- Developer: Imageepoch
- Publisher: Nippon Ichi Software
- Platforms: PlayStation Portable, PlayStation Vita, Microsoft Windows
- Release: PSP JP: November 18, 2010; PlayStation Vita JP: November 28, 2013; NA: February 3, 2015; EU: February 6, 2015; Windows January 11, 2017
- Genre: Role-playing
- Mode: Single-player

= Criminal Girls: Invite Only =

2010 video game

Criminal Girls: Invite Only (Note: Known in Japan as Criminal Girls: Invitation (クリミナルガールズ INVITATION, Kuriminaru Gāruzu INVITATION)) is a role-playing video game developed by Imageepoch and published by Nippon Ichi Software. It was originally released as Criminal Girls (Note: (クリミナルガールズ, Kuriminaru Gāruzu)) on November 18, 2010 for PlayStation Portable, in Japan only. An enhanced port for PlayStation Vita was released in Japan on November 28, 2013, and the rest of the world in February 2015, and for Steam on January 11, 2017. The "unabashedly risqué Japanese game" was controversially censored for its Western release, by "stripping the sound and obscuring the action".

== Plot ==
The main character is sent to hell and tasked with rehabilitating seven girls.

== Gameplay ==
Gameplay involves a lot of dungeon crawling and other RPG elements.

== Reception ==

The PlayStation Vita and PC versions received "mixed" reviews according to the review aggregation website Metacritic.

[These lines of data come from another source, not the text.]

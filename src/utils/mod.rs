use std::path::Path;

/// Extensions yt-dlp commonly produces for audio-only downloads.
const AUDIO_EXTENSIONS: [&str; 5] = ["mp3", "m4a", "opus", "ogg", "webm"];

/// Content-addressed filename for a cover image: `<md5(url)>.<ext>`.
/// Repeat fetches of the same image URL land on the same file.
pub fn cover_filename(img_url: &str) -> String {
    let digest = md5::compute(img_url.as_bytes());
    format!("{:x}{}", digest, cover_extension(img_url))
}

/// Extension inferred from the image URL substring, defaulting to `.jpg`.
fn cover_extension(img_url: &str) -> &'static str {
    if img_url.contains(".webp") {
        ".webp"
    } else if img_url.contains(".png") {
        ".png"
    } else {
        ".jpg"
    }
}

/// Audio files currently present in the download directory, sorted by name.
/// Errors (missing directory, unreadable entries) degrade to an empty list.
pub fn audio_files_in(dir: &Path) -> Vec<String> {
    let Ok(entries) = std::fs::read_dir(dir) else {
        return Vec::new();
    };

    let mut files: Vec<String> = entries
        .flatten()
        .filter_map(|entry| {
            let name = entry.file_name().into_string().ok()?;
            let is_audio = Path::new(&name)
                .extension()
                .map(|ext| AUDIO_EXTENSIONS.iter().any(|known| ext.eq_ignore_ascii_case(known)))
                .unwrap_or(false);
            is_audio.then_some(name)
        })
        .collect();

    files.sort();
    files
}

#[cfg(test)]
mod tests {
    use super::*;

    #[test]
    fn test_cover_filename_hashes_url() {
        assert_eq!(
            cover_filename("https://ichef.bbci.co.uk/images/ic/640x360/p0abcdef.jpg.webp"),
            "c8b3487de14642b12ae07d56de96611c.webp"
        );
        assert_eq!(
            cover_filename("https://ichef.bbci.co.uk/images/ic/640x360/p0abcdef.png"),
            "2ed2fd0b4780129d0ffa47d92dd14dc9.png"
        );
        // No recognized substring falls back to .jpg
        assert_eq!(
            cover_filename("https://example.com/cover"),
            "0b4e8ec8365490e90c9466ca4cf5b47d.jpg"
        );
    }

    #[test]
    fn test_audio_files_in_filters_and_sorts() {
        let dir = tempfile::tempdir().unwrap();
        for name in ["b.mp3", "a.m4a", "notes.txt", "clip.mp4"] {
            std::fs::write(dir.path().join(name), b"x").unwrap();
        }

        assert_eq!(audio_files_in(dir.path()), vec!["a.m4a", "b.mp3"]);
    }

    #[test]
    fn test_audio_files_in_missing_dir() {
        assert!(audio_files_in(Path::new("/definitely/not/here")).is_empty());
    }
}
use iced::widget::{button, column, image, row, scrollable, text, Space};
use iced::{Element, Length};

use crate::application::session::EpisodeSession;

#[derive(Debug, Clone)]
pub enum EpisodesMessage {
    Back,
    Selected(usize),
    DownloadPressed,
}

pub fn view(session: &EpisodeSession) -> Element<'_, EpisodesMessage> {
    let mut list = column![].spacing(4);
    for (index, episode) in session.episodes.iter().enumerate() {
        list = list.push(
            button(text(episode.display_label()).size(14))
                .on_press(EpisodesMessage::Selected(index))
                .width(Length::Fill),
        );
    }
    if session.loading {
        list = list.push(text("Loading episodes...").size(14));
    } else if session.episodes.is_empty() {
        list = list.push(text("Failed to retrieve any episodes.").size(14));
    }

    column![
        button("Back to Search")
            .on_press(EpisodesMessage::Back)
            .padding([6, 12]),
        text(session.show.title.as_str()).size(24),
        row![
            scrollable(list)
                .width(Length::FillPortion(2))
                .height(Length::Fill),
            column![details(session)].width(Length::FillPortion(3)),
        ]
        .spacing(20)
        .height(Length::Fill),
    ]
    .padding(20)
    .spacing(10)
    .into()
}

fn details(session: &EpisodeSession) -> Element<'_, EpisodesMessage> {
    let Some(episode) = session.selected_episode() else {
        return text("Select an episode.").size(14).into();
    };

    let mut details = column![
        text(format!("Series: {}", episode.series_name)).size(16),
        text(format!("Episode: {}", episode.episode_name)).size(16),
        text(episode.href.as_str()).size(12),
        Space::new().height(Length::Fixed(10.0)),
    ]
    .spacing(6);

    // Rendered only once both metadata halves have completed.
    match session.cache.record(&episode.href) {
        Some(record) => {
            match record.cover {
                Some(path) => {
                    details = details
                        .push(image(image::Handle::from_path(path)).width(Length::Fixed(320.0)));
                }
                None => details = details.push(text("Cover image not available.").size(14)),
            }
            details = details.push(text(record.description).size(14));
        }
        None => {
            details = details.push(text("Loading description and cover image...").size(14));
        }
    }

    details = details.push(Space::new().height(Length::Fixed(10.0)));
    details = details.push(
        button("Download Episode")
            .on_press(EpisodesMessage::DownloadPressed)
            .padding([10, 20]),
    );

    scrollable(details).height(Length::Fill).into()
}
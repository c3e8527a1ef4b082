pub mod core;

pub use core::{
    Catalog, CostEstimate, CostModel, EngineOptions, FieldConstraint, FieldDefinition, FieldType, IndexDefinition,
    IndexType, IsolationLevel, LockManager, LockMode, Migration, MigrationBuilder, MigrationOperation,
    MigrationRunner, MigrationStatus, PageStore, PlanKind, PlanNode, PlanVisualizer, QueryPlanner, Record,
    RelationSchema, SchemaExecutor, StatisticsSource, StorageEngine, Transaction, TransactionManager, TxState,
    WriteAheadLog,
};
pub use core::errors::{Error, Result};
pub use core::query::{parse, Statement};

GameSpot thought the combat was let down by the "tedious design" and "perverse activities". In Japan, Famitsu gave it a score of 28 out 40 for the PSP version, and 29 out of 40 for the PlayStation Vita version.

Aggregate score
| Aggregator | Score |
|---|---|
| Metacritic | (PC) 65/100 (Vita) 55/100 |

Review scores
| Publication | Score |
|---|---|
| 4Players | 55% |
| Destructoid | 8/10 |
| Famitsu | (Vita) 29/40 (PSP) 28/40 |
| GameSpot | 4/10 |
| GameZone | 8/10 |
| Hardcore Gamer | 2.5/5 |
| Pocket Gamer | 3/5 |
| Push Square | 4/10 |
| RPGamer | 2.5/5 |
| RPGFan | 65% |
| The Digital Fix | 3/10 |
| The Observer | 1/5 |

== Legacy ==
A sequel entitled Criminal Girls 2: Party Favors was released in Japan on November 26, 2015, and in the rest of the world in 2016.